If possible could people please rate the following as listed: 

Leprecon LP-3000

1. Ease of use / progammable capable within minimal keystokes. Rate out of 1-10

2. Extra Control Space / please list channel if you know if not please Rate out of 1-10

3. Software Upgradeable / please Rate out of 1-10

Strand 520

1. Ease of use / progammable capable within minimal keystokes. Rate out of 1-10

2. Extra Control Space / please list channel if you know if not please Rate out of 1-10

3. Software Upgradeable / please Rate out of 1-10

ETC Obsession 2

1. Ease of use / progammable capable within minimal keystokes. Rate out of 1-10

2. Extra Control Space / please list channel if you know if not please Rate out of 1-10

3. Software Upgradeable / please Rate out of 1-10

If you don't feel comtfortable listing here please email me [email protected].

Thanks, so much. 

Roxy


----------



## derekleffew (Dec 12, 2010)

Roxy said:


> ... Please note the Consoles I am asking about are older as the text book I am using is older. ...

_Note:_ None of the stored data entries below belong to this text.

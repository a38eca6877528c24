//! Administrative tasks that have no HTTP surface: managing groups and removing users.

use anyhow::{anyhow, Context, Result};
use clap::{Parser, Subcommand};
use tracing_subscriber::EnvFilter;
use yatube::{
    db_helpers::{delete_group_in_db, delete_user_in_db, insert_group, list_groups_in_db, NewGroup},
    errors::RequestError,
    init_db,
};

#[derive(Debug, Parser)]
#[command(name = "yatube-admin", about = "Manage yatube groups and users")]
struct Cli {
    /// Database to operate on; defaults to DATABASE_URL.
    #[arg(long, env = "DATABASE_URL")]
    database_url: String,
    #[command(subcommand)]
    command: Command,
}

#[derive(Debug, Subcommand)]
enum Command {
    /// Create a group posts can be filed under.
    CreateGroup {
        #[arg(long)]
        title: String,
        #[arg(long)]
        slug: String,
        #[arg(long, default_value = "")]
        description: String,
    },
    /// Delete a group. Its posts are kept without a group.
    DeleteGroup { slug: String },
    /// Delete a user with their posts, comments and follow edges.
    DeleteUser { username: String },
    ListGroups,
}

fn describe(error: RequestError) -> anyhow::Error {
    match error {
        RequestError::NotFound(message) => anyhow!(message),
        RequestError::Validation(errors) => {
            let details = errors
                .iter()
                .map(|(field, messages)| format!("{}: {}", field, messages.join(" ")))
                .collect::<Vec<_>>()
                .join("; ");
            anyhow!("invalid input: {}", details)
        }
        RequestError::DatabaseError(e) => anyhow!(e).context("database error"),
        other => anyhow!("{:?}", other),
    }
}

async fn run(cli: Cli) -> Result<()> {
    let pool = init_db(&cli.database_url).await?;
    match cli.command {
        Command::CreateGroup {
            title,
            slug,
            description,
        } => {
            let group = insert_group(
                &pool,
                NewGroup {
                    title,
                    slug,
                    description,
                },
            )
            .await
            .map_err(describe)?;
            println!("created group {} ({})", group, group.slug);
        }
        Command::DeleteGroup { slug } => {
            let detached = delete_group_in_db(&pool, &slug).await.map_err(describe)?;
            println!("deleted group {}; {} posts no longer grouped", slug, detached);
        }
        Command::DeleteUser { username } => {
            delete_user_in_db(&pool, &username)
                .await
                .map_err(describe)?;
            println!("deleted user {}", username);
        }
        Command::ListGroups => {
            for group in list_groups_in_db(&pool).await.map_err(describe)? {
                println!("{}\t{}\t{}", group.id, group.slug, group);
            }
        }
    }
    pool.close().await;
    Ok(())
}

#[tokio::main]
async fn main() -> Result<()> {
    dotenvy::dotenv().ok();
    tracing_subscriber::fmt()
        .with_env_filter(EnvFilter::try_from_default_env().unwrap_or_else(|_| EnvFilter::new("warn")))
        .init();
    run(Cli::parse()).await.context("yatube-admin failed")
}
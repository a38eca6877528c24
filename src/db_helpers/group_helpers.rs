use sqlx::{Sqlite, SqlitePool};

use crate::{
    errors::{FormErrors, RequestError},
    models::Group,
};

use super::{find_group_by_id, find_group_by_slug, GROUP_COLUMNS};

pub const GROUP_TITLE_MAX_CHARS: usize = 200;

#[derive(Debug, Clone)]
pub struct NewGroup {
    pub title: String,
    pub slug: String,
    pub description: String,
}

impl NewGroup {
    fn validate(&self) -> Result<(), RequestError> {
        let mut errors = FormErrors::new();
        if self.title.trim().is_empty() {
            errors.entry("title").or_default().push("This field is required.".to_owned());
        } else if self.title.chars().count() > GROUP_TITLE_MAX_CHARS {
            errors.entry("title").or_default().push(format!(
                "Ensure this value has at most {} characters.",
                GROUP_TITLE_MAX_CHARS
            ));
        }
        if !is_valid_slug(&self.slug) {
            errors.entry("slug").or_default().push(
                "Enter a valid slug consisting of letters, numbers, underscores or hyphens."
                    .to_owned(),
            );
        }
        if errors.is_empty() {
            Ok(())
        } else {
            Err(RequestError::Validation(errors))
        }
    }
}

pub fn is_valid_slug(slug: &str) -> bool {
    !slug.is_empty()
        && slug
            .chars()
            .all(|c| c.is_ascii_alphanumeric() || c == '-' || c == '_')
}

pub async fn insert_group(pool: &SqlitePool, group: NewGroup) -> Result<Group, RequestError> {
    group.validate()?;
    let mut tx = pool.begin().await?;
    let result = sqlx::query(
        r#"
        INSERT INTO post_groups (title, slug, description)
        VALUES ($1, $2, $3)
        "#,
    )
    .bind(&group.title)
    .bind(&group.slug)
    .bind(&group.description)
    .execute(&mut tx)
    .await
    .map_err(|e| {
        if let sqlx::Error::Database(db_error) = &e {
            if db_error.message().contains("UNIQUE constraint failed") {
                return RequestError::validation("slug", "Group with this slug already exists.");
            }
        }
        RequestError::DatabaseError(e)
    })?;
    let group = find_group_by_id(&mut tx, result.last_insert_rowid())
        .await?
        .ok_or(RequestError::ServerError)?;
    tx.commit().await?;
    Ok(group)
}

pub async fn list_groups_in_db(pool: &SqlitePool) -> Result<Vec<Group>, RequestError> {
    let mut tx = pool.begin().await?;
    let query = format!("SELECT {GROUP_COLUMNS} FROM post_groups ORDER BY title");
    let result = sqlx::query_as::<Sqlite, Group>(&query)
        .fetch_all(&mut tx)
        .await?;
    tx.commit().await?;
    Ok(result)
}

pub async fn group_exists_in_db(pool: &SqlitePool, id: i64) -> Result<bool, RequestError> {
    let mut tx = pool.begin().await?;
    let result = find_group_by_id(&mut tx, id).await?;
    tx.commit().await?;
    Ok(result.is_some())
}

/// Deletes a group. Its posts stay and lose their group. Returns how many posts were detached.
pub async fn delete_group_in_db(pool: &SqlitePool, slug: &str) -> Result<u64, RequestError> {
    let mut tx = pool.begin().await?;
    let group = find_group_by_slug(&mut tx, slug)
        .await?
        .ok_or(RequestError::NotFound("Group not found"))?;

    let detached = sqlx::query("UPDATE posts SET group_id = NULL WHERE group_id = $1")
        .bind(group.id)
        .execute(&mut tx)
        .await?
        .rows_affected();
    sqlx::query("DELETE FROM post_groups WHERE id = $1")
        .bind(group.id)
        .execute(&mut tx)
        .await?;
    tx.commit().await?;

    tracing::info!(slug, detached, "deleted group");
    Ok(detached)
}
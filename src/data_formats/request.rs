use axum::extract::Multipart;
use serde::{Deserialize, Serialize};

use crate::errors::{FormErrors, RequestError};

pub const REQUIRED_FIELD: &str = "This field is required.";
pub const INVALID_CHOICE: &str =
    "Select a valid choice. That choice is not one of the available choices.";

// ----------------- User Request -----------------
#[derive(Deserialize, Serialize, Debug, Default)]
pub struct CredentialsRequest {
    #[serde(default)]
    pub username: String,
    #[serde(default)]
    pub password: String,
}

impl CredentialsRequest {
    pub fn validate(&self) -> Result<(), RequestError> {
        let mut errors = FormErrors::new();
        if self.username.trim().is_empty() {
            errors.entry("username").or_default().push(REQUIRED_FIELD.to_owned());
        } else if !self
            .username
            .chars()
            .all(|c| c.is_ascii_alphanumeric() || "@.+-_".contains(c))
        {
            errors.entry("username").or_default().push(
                "Enter a valid username. Letters, digits and @/./+/-/_ only.".to_owned(),
            );
        }
        if self.password.is_empty() {
            errors.entry("password").or_default().push(REQUIRED_FIELD.to_owned());
        }
        if errors.is_empty() {
            Ok(())
        } else {
            Err(RequestError::Validation(errors))
        }
    }
}

// ----------------- Post Request -----------------
#[derive(Debug, Clone)]
pub struct UploadedImage {
    pub file_name: String,
    pub bytes: Vec<u8>,
}

/// The raw create/edit submission as it arrives over `multipart/form-data`.
#[derive(Debug, Default, Clone)]
pub struct PostForm {
    pub text: String,
    pub group: Option<String>,
    pub image: Option<UploadedImage>,
}

/// A submission that passed field-level checks. The group still has to exist.
#[derive(Debug, Clone, PartialEq, Eq)]
pub struct CleanPost {
    pub text: String,
    pub group_id: Option<i64>,
}

impl PostForm {
    pub async fn from_multipart(mut multipart: Multipart) -> Result<Self, RequestError> {
        let mut form = PostForm::default();
        while let Some(field) = multipart
            .next_field()
            .await
            .map_err(|_| RequestError::validation("__all__", "Malformed form submission"))?
        {
            let name = field.name().unwrap_or_default().to_owned();
            match name.as_str() {
                "text" => {
                    form.text = field
                        .text()
                        .await
                        .map_err(|_| RequestError::validation("text", "Invalid text"))?;
                }
                "group" => {
                    let group = field
                        .text()
                        .await
                        .map_err(|_| RequestError::validation("group", INVALID_CHOICE))?;
                    form.group = Some(group);
                }
                "image" => {
                    let file_name = field.file_name().unwrap_or_default().to_owned();
                    let bytes = field
                        .bytes()
                        .await
                        .map_err(|_| RequestError::validation("image", "Invalid upload"))?;
                    // Browsers send an empty part when no file was chosen.
                    if !file_name.is_empty() && !bytes.is_empty() {
                        form.image = Some(UploadedImage {
                            file_name,
                            bytes: bytes.to_vec(),
                        });
                    }
                }
                other => tracing::debug!("ignoring unknown form field {}", other),
            }
        }
        Ok(form)
    }

    /// Field checks that need no storage: the text must not be blank and the group, when
    /// given, must be an id.
    pub fn clean(&self) -> Result<CleanPost, RequestError> {
        let mut errors = FormErrors::new();
        let text = self.text.trim();
        if text.is_empty() {
            errors.entry("text").or_default().push(REQUIRED_FIELD.to_owned());
        }
        let group_id = match self.group.as_deref().map(str::trim) {
            None | Some("") => None,
            Some(raw) => match raw.parse::<i64>() {
                Ok(id) => Some(id),
                Err(_) => {
                    errors.entry("group").or_default().push(INVALID_CHOICE.to_owned());
                    None
                }
            },
        };
        if !errors.is_empty() {
            return Err(RequestError::Validation(errors));
        }
        Ok(CleanPost {
            text: text.to_owned(),
            group_id,
        })
    }
}

// ----------------- Comment Request -----------------
#[derive(Deserialize, Serialize, Debug, Default)]
pub struct CommentRequest {
    #[serde(default)]
    pub text: String,
}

So we should pretend it's 1998?


----------



## Roxy (Dec 12, 2010)

derekleffew said:


> So we should pretend it's 1998?[/Q
> 
> Yes, please


----------



## Anvilx (Dec 12, 2010)

derekleffew said:


> So we should pretend it's 1998?


 Shoot, that means I have to pretend I am five. In that case I probably would of picked the Leprecon hoping that it would came with either a pot of gold or another box of cereal.

In all honesty the only one of them I have used is the Strand 520.

Strand 520

1. Ease of use / progammable capable within minimal keystokes. 7.5 A little bit quirky, I will never forget that they hid the off button under the print menu.


----------



## metti (Dec 12, 2010)

Although I was not old enough to be purchasing light boards in '98 and I have the knowledge now to look back and see how great of an investment an OB2 would be since they are still widely used and rented whereas the other two are not, I will give it a shot.

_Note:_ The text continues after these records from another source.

use std::sync::Arc;

use crate::{config::Config, db_helpers::get_user_by_id, errors::RequestError};
use anyhow::{Context, Result};
use argon2::PasswordVerifier;
use argon2::{password_hash::SaltString, Argon2, PasswordHash};
use axum::extract::FromRequestParts;
use axum::http::request::Parts;
use axum::response::{IntoResponse, Redirect, Response};
use serde::{Deserialize, Serialize};
use sqlx::SqlitePool;
use time::OffsetDateTime;

const JWT_EXPIRY_DURATION: time::Duration = time::Duration::days(90);
pub const LOGIN_URL: &str = "/auth/login/";

#[derive(Debug, Serialize, Deserialize)]
struct AuthClaim {
    id: i64,
    exp: i64,
}

/// The identity a request was made with. Views receive it explicitly.
#[derive(Debug, Clone)]
pub struct AuthUser {
    pub id: i64,
    pub username: String,
}

/// The current user, or `None` for anonymous requests.
pub struct MaybeUser(pub Option<AuthUser>);

/// The current user for views that need one. Anonymous requests are redirected to the login
/// page before the view runs.
pub struct LoginRequired(pub AuthUser);

impl MaybeUser {
    pub fn get_id(&self) -> Option<i64> {
        self.0.as_ref().map(|a| a.id)
    }
}

/// The login page with `next` percent-encoded into its query. Slashes stay readable.
pub fn login_redirect_url(next: &str) -> String {
    let next = urlencoding::encode(next).replace("%2F", "/");
    format!("{}?next={}", LOGIN_URL, next)
}

#[axum::async_trait]
impl<S> FromRequestParts<S> for MaybeUser
where
    S: Send + Sync + 'static,
{
    type Rejection = RequestError;
    async fn from_request_parts(
        parts: &mut Parts,
        _: &S,
    ) -> std::result::Result<Self, Self::Rejection> {
        let header = match parts.headers.get("Authorization") {
            Some(header) => header,
            None => return Ok(MaybeUser(None)),
        };
        let header = header.to_str().map_err(|_| {
            tracing::debug!("authorization header is not valid ASCII");
            RequestError::NotAuthorized("Invalid token")
        })?;
        let token = header.strip_prefix("Token ").ok_or_else(|| {
            tracing::debug!("authorization header has no Token prefix");
            RequestError::NotAuthorized("Invalid token")
        })?;

        let config = parts
            .extensions
            .get::<Arc<Config>>()
            .ok_or(RequestError::ServerError)?;
        let id = verify_jwt_token(token, &config.jwt_secret)?;

        let pool = parts
            .extensions
            .get::<Arc<SqlitePool>>()
            .ok_or(RequestError::ServerError)?;
        // A token can outlive its user; such requests are anonymous.
        let user = get_user_by_id(pool, id).await?.map(|user| AuthUser {
            id: user.id,
            username: user.username,
        });
        Ok(MaybeUser(user))
    }
}

#[axum::async_trait]
impl<S> FromRequestParts<S> for LoginRequired
where
    S: Send + Sync + 'static,
{
    type Rejection = Response;
    async fn from_request_parts(parts: &mut Parts, state: &S) -> Result<Self, Self::Rejection> {
        let MaybeUser(user) = MaybeUser::from_request_parts(parts, state)
            .await
            .map_err(IntoResponse::into_response)?;
        match user {
            Some(user) => Ok(LoginRequired(user)),
            None => {
                let next = parts
                    .uri
                    .path_and_query()
                    .map(|pq| pq.as_str())
                    .unwrap_or_else(|| parts.uri.path());
                Err(Redirect::to(&login_redirect_url(next)).into_response())
            }
        }
    }
}

pub fn get_jwt_token(id: i64, jwt_secret: &str) -> Result<String> {
    let expiry_date = OffsetDateTime::now_utc() + JWT_EXPIRY_DURATION;
    let claim = AuthClaim {
        id,
        exp: expiry_date.unix_timestamp(),
    };

    jsonwebtoken::encode(
        &jsonwebtoken::Header::default(),
        &claim,
        &jsonwebtoken::EncodingKey::from_secret(jwt_secret.as_ref()),
    )
    .context("Failed to generate jwt token")
}

pub fn verify_jwt_token(token: &str, jwt_secret: &str) -> Result<i64, RequestError> {
    let token_data = jsonwebtoken::decode::<AuthClaim>(
        token,
        &jsonwebtoken::DecodingKey::from_secret(jwt_secret.as_ref()),
        &jsonwebtoken::Validation::default(),
    )
    .map_err(|e| {
        tracing::debug!("Error verifying token: {}", e);
        RequestError::NotAuthorized("Invalid Token")
    })?;
    let claim = token_data.claims;
    if claim.exp < OffsetDateTime::now_utc().unix_timestamp() {
        return Err(RequestError::NotAuthorized("Token expired"));
    }
    Ok(claim.id)
}

pub async fn verify_password_argon2(password: String, hash: &str) -> Result<bool> {
    let hash = hash.to_owned();
    tokio::task::spawn_blocking(move || {
        let hash = PasswordHash::new(hash.as_str())
            .map_err(|_| anyhow::anyhow!("Failed to verify password"))?;
        Ok(Argon2::default()
            .verify_password(password.as_bytes(), &hash)
            .is_ok())
    })
    .await
    .context("Failed to verify password")?
}

pub async fn hash_password_argon2(password: String) -> Result<String> {
    tokio::task::spawn_blocking(move || {
        let salt = SaltString::generate(rand::thread_rng());
        let hash = PasswordHash::generate(Argon2::default(), password, salt.as_salt())
            .map_err(|_| anyhow::anyhow!("Failed to hash password"))?;
        Ok(hash.to_string())
    })
    .await
    .context("Failed to hash password")?
}
//! Fixed-size pages over an ordered sequence.
//!
//! Page numbers are 1-based. A missing or unparsable page number selects the first page and
//! a number past the end selects the last one, so every request gets a page.

#[derive(Debug, Clone, PartialEq, Eq)]
pub struct Page<T> {
    pub object_list: Vec<T>,
    pub number: usize,
    pub num_pages: usize,
    /// Length of the whole sequence, not of this page.
    pub count: usize,
}

impl<T> Page<T> {
    pub fn has_next(&self) -> bool {
        self.number < self.num_pages
    }

    pub fn has_previous(&self) -> bool {
        self.number > 1
    }

    pub fn len(&self) -> usize {
        self.object_list.len()
    }

    pub fn is_empty(&self) -> bool {
        self.object_list.is_empty()
    }

    pub fn map<U>(self, f: impl FnMut(T) -> U) -> Page<U> {
        Page {
            object_list: self.object_list.into_iter().map(f).collect(),
            number: self.number,
            num_pages: self.num_pages,
            count: self.count,
        }
    }
}

/// Parses the `page` query value. Anything that is not a positive integer is page 1.
pub fn parse_page_number(raw: Option<&str>) -> usize {
    raw.and_then(|value| value.trim().parse::<usize>().ok())
        .filter(|number| *number > 0)
        .unwrap_or(1)
}

/// The page `paginate` would actually serve for `page_number` over `count` items.
pub fn resolve_page_number(page_number: usize, count: usize, page_size: usize) -> usize {
    let num_pages = count.div_ceil(page_size.max(1)).max(1);
    page_number.clamp(1, num_pages)
}

/// Returns the slice `[(page_number - 1) * page_size, page_number * page_size)` of `items`,
/// with `page_number` clamped into `1..=num_pages`. An empty sequence has a single empty page.
pub fn paginate<T>(items: Vec<T>, page_number: usize, page_size: usize) -> Page<T> {
    let page_size = page_size.max(1);
    let count = items.len();
    let num_pages = count.div_ceil(page_size).max(1);
    let number = resolve_page_number(page_number, count, page_size);

    let object_list = items
        .into_iter()
        .skip((number - 1) * page_size)
        .take(page_size)
        .collect();

    Page {
        object_list,
        number,
        num_pages,
        count,
    }
}
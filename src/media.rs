use std::path::{Path, PathBuf};

use anyhow::{Context, Result};
use rand::{distributions::Alphanumeric, Rng};

use crate::data_formats::UploadedImage;

const POST_IMAGE_DIR: &str = "posts";

/// Stores uploaded post images on disk. Posts keep only the path relative to the root.
#[derive(Debug, Clone)]
pub struct MediaStore {
    root: PathBuf,
}

impl MediaStore {
    pub fn new(root: impl Into<PathBuf>) -> Self {
        Self { root: root.into() }
    }

    pub fn root(&self) -> &Path {
        &self.root
    }

    /// Writes the image under `posts/` with a random prefix and returns its relative path.
    pub async fn save_post_image(&self, image: &UploadedImage) -> Result<String> {
        let dir = self.root.join(POST_IMAGE_DIR);
        tokio::fs::create_dir_all(&dir)
            .await
            .with_context(|| format!("Failed to create media dir {}", dir.display()))?;

        let prefix: String = rand::thread_rng()
            .sample_iter(&Alphanumeric)
            .take(8)
            .map(char::from)
            .collect();
        let file_name = format!("{}_{}", prefix, sanitize_file_name(&image.file_name));
        tokio::fs::write(dir.join(&file_name), &image.bytes)
            .await
            .context("Failed to write image")?;

        Ok(format!("{}/{}", POST_IMAGE_DIR, file_name))
    }

    /// Best-effort removal of a stored image whose post was never saved.
    pub async fn discard(&self, relative_path: &str) {
        if let Err(e) = tokio::fs::remove_file(self.root.join(relative_path)).await {
            tracing::warn!("Failed to discard {}: {}", relative_path, e);
        }
    }
}

/// Keeps the final path component and replaces anything outside `[A-Za-z0-9._-]`.
fn sanitize_file_name(name: &str) -> String {
    let base = name.rsplit(['/', '\\']).next().unwrap_or_default();
    let cleaned: String = base
        .chars()
        .map(|c| {
            if c.is_ascii_alphanumeric() || c == '.' || c == '-' || c == '_' {
                c
            } else {
                '_'
            }
        })
        .collect();
    let cleaned = cleaned.trim_start_matches('.');
    if cleaned.is_empty() {
        "upload".to_owned()
    } else {
        cleaned.to_owned()
    }
}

All three are software upgradable although ETC had (still has) the best track record in terms of offering meaningful software updates. I would say that Leprecon is probably the worst in that regard.

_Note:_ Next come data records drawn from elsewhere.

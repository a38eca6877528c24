mod authentication;
pub mod cache;
pub mod config;
mod data_formats;
pub mod db_helpers;
pub mod errors;
mod handlers;
pub mod media;
pub mod models;
pub mod pagination;

use anyhow::Context;
pub use anyhow::Result;
use axum::{routing::*, Extension, Router};
use cache::PageCache;
pub use config::Config;
pub use data_formats::*;
use handlers::*;
use media::MediaStore;
use sqlx::{
    migrate::MigrateDatabase,
    sqlite::{SqliteConnectOptions, SqlitePoolOptions},
    Sqlite, SqlitePool,
};
use std::{
    net::{SocketAddr, TcpListener},
    str::FromStr,
    sync::Arc,
};
use tower_http::trace::TraceLayer;

/// Connects to the database in `config`, attaches shared state to `app` and serves it on
/// `config.bind_address` until the server stops.
pub async fn run_app(app: Router, config: Config) -> Result<()> {
    let db = init_db(&config.database_url).await?;
    let address = config.bind_address;
    let app = attach_state(app, db, config);
    tracing::info!("Server started on {}", address);
    axum::Server::bind(&address)
        .serve(app.into_make_service())
        .await?;
    Ok(())
}

pub fn attach_state(app: Router, db: SqlitePool, config: Config) -> Router {
    let cache = page_cache_for(&config);
    let media = MediaStore::new(config.media_root.clone());
    tracing::debug!(ttl = ?cache.ttl(), media_root = %media.root().display(), "app state ready");
    app.layer(Extension(Arc::new(db)))
        .layer(Extension(Arc::new(config)))
        .layer(Extension(Arc::new(cache)))
        .layer(Extension(Arc::new(media)))
        .layer(TraceLayer::new_for_http())
}

fn page_cache_for(config: &Config) -> PageCache {
    PageCache::new(config.index_cache_ttl)
}

pub async fn init_db(db_url: &str) -> Result<SqlitePool> {
    if !Sqlite::database_exists(db_url).await.unwrap_or(false) {
        tracing::info!("Creating database {}", db_url);
        Sqlite::create_database(db_url)
            .await
            .context("Failed to create database")?;
    } else {
        tracing::debug!("Database already exists");
    }
    let options = SqliteConnectOptions::from_str(db_url)?.foreign_keys(true);
    let pool = SqlitePoolOptions::new().connect_with(options).await?;
    tracing::debug!("Running Migrations");
    sqlx::migrate!("./migrations")
        .run(&pool)
        .await
        .context("Failed to run migrations")?;
    tracing::debug!("Migrations completed");
    Ok(pool)
}

pub fn get_random_free_port() -> Result<(u16, SocketAddr)> {
    let listener = TcpListener::bind("127.0.0.1:0").context("Could not bind a free port")?;
    let addr = listener
        .local_addr()
        .context("Could not get a free port")?;
    Ok((addr.port(), addr))
}

pub fn make_router() -> Router {
    Router::new()
        .route("/check_health", get(alive))
        .route("/", get(index))
        .route("/group/:slug/", get(group_posts))
        .route("/profile/:username/", get(profile))
        .route("/profile/:username/follow/", get(profile_follow))
        .route("/profile/:username/unfollow/", get(profile_unfollow))
        .route("/follow/", get(follow_index))
        .route("/create/", get(post_create_form).post(post_create))
        .route("/posts/:post_id/", get(post_detail))
        .route("/posts/:post_id/edit/", get(post_edit_form).post(post_edit))
        .route("/posts/:post_id/comment/", post(add_comment))
        .route("/auth/signup/", get(signup_form).post(signup))
        .route("/auth/login/", get(login_form).post(login))
        .fallback(not_found)
}
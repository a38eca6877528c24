//! Time-bounded cache for rendered listing contexts.
//!
//! An entry is served unchanged until its TTL runs out, whatever happens to the underlying
//! data in the meantime. The first lookup after expiry drops the entry and the caller
//! recomputes it. Every insert also sweeps out whatever else has expired.

use std::{
    future::Future,
    time::{Duration, Instant},
};

use dashmap::DashMap;
use serde_json::Value;

#[derive(Debug, Clone)]
struct CacheEntry {
    value: Value,
    expires_at: Instant,
}

impl CacheEntry {
    fn is_expired(&self, now: Instant) -> bool {
        now >= self.expires_at
    }
}

#[derive(Debug)]
pub struct PageCache {
    ttl: Duration,
    entries: DashMap<String, CacheEntry>,
}

impl PageCache {
    pub fn new(ttl: Duration) -> Self {
        Self {
            ttl,
            entries: DashMap::new(),
        }
    }

    pub fn ttl(&self) -> Duration {
        self.ttl
    }

    /// Number of stored entries, live or not yet swept.
    pub fn len(&self) -> usize {
        self.entries.len()
    }

    pub fn is_empty(&self) -> bool {
        self.entries.is_empty()
    }

    pub fn get(&self, key: &str) -> Option<Value> {
        let now = Instant::now();
        // The read guard must be dropped before `remove` touches the same shard.
        let hit = self.entries.get(key).map(|entry| {
            if entry.is_expired(now) {
                None
            } else {
                Some(entry.value.clone())
            }
        });
        match hit {
            Some(Some(value)) => Some(value),
            Some(None) => {
                self.entries.remove_if(key, |_, entry| entry.is_expired(now));
                None
            }
            None => None,
        }
    }

    pub fn insert(&self, key: impl Into<String>, value: Value) {
        let now = Instant::now();
        self.cleanup_expired(now);
        let entry = CacheEntry {
            value,
            expires_at: now + self.ttl,
        };
        self.entries.insert(key.into(), entry);
    }

    fn cleanup_expired(&self, now: Instant) {
        let before = self.entries.len();
        self.entries.retain(|_, entry| !entry.is_expired(now));
        let removed = before.saturating_sub(self.entries.len());
        if removed > 0 {
            tracing::debug!(removed, "swept expired page cache entries");
        }
    }

    /// Returns the live entry for `key`, or runs `compute` and caches its result. Errors are
    /// not cached. Two concurrent misses may both compute; the later insert wins.
    pub async fn get_or_try_insert_with<F, Fut, E>(
        &self,
        key: &str,
        compute: F,
    ) -> Result<Value, E>
    where
        F: FnOnce() -> Fut,
        Fut: Future<Output = Result<Value, E>>,
    {
        if let Some(value) = self.get(key) {
            tracing::debug!(key, "page cache hit");
            return Ok(value);
        }
        tracing::debug!(key, "page cache miss");
        let value = compute().await?;
        self.insert(key, value.clone());
        Ok(value)
    }
}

It also bears noting that the LP-3000 was never intended to really compete with the other two. It isn't designed for theatre like the Strand and the ETC are and it doesn't have a proper command line. As such things like programming with minimal keystrokes aren't even really relevant since many functions are accessed through its handles and screen instead of buttons.


----------



## metti (Dec 12, 2010)

Also, depending on configuration, the OB2 was way more expensive than the Strand and I believe they were both more expensive than the Leprecon.


----------



## shiben (Dec 12, 2010)

Well shoot. I have only ever used the Obsession... The only real problem I had with it was I am pretty used to the Ion and Congo systems, and going backwards down the pipe is no fun at all. Heck, I have trouble with our Innovators when I need to use them because Im more familiar with the new gear. Its a real PITA when so many places around me dont have Ions or Congos. I would say the OB2 is the better of the group, then the Strand, then the Leprecon. Of course, in 1998, I was 10 and still wanted to be a garbage man, so thats about what its worth?


----------



## museav (Dec 13, 2010)

Since this is an educational effort, most equipment needs to be assessed in terms of the specific application. Instead of defining what the equipment can do and making a selection based on that you define instead what is needed from the equipment and select equipment that supports those needs. For example, would the number of channels really matter in the decision as long as it supports what is needed or envisioned to be required? Should having 1,000 channels versus 100 channels garner extra points if all you need is 64 channels? And conversely, should having 32 channels gain any points if you need 64?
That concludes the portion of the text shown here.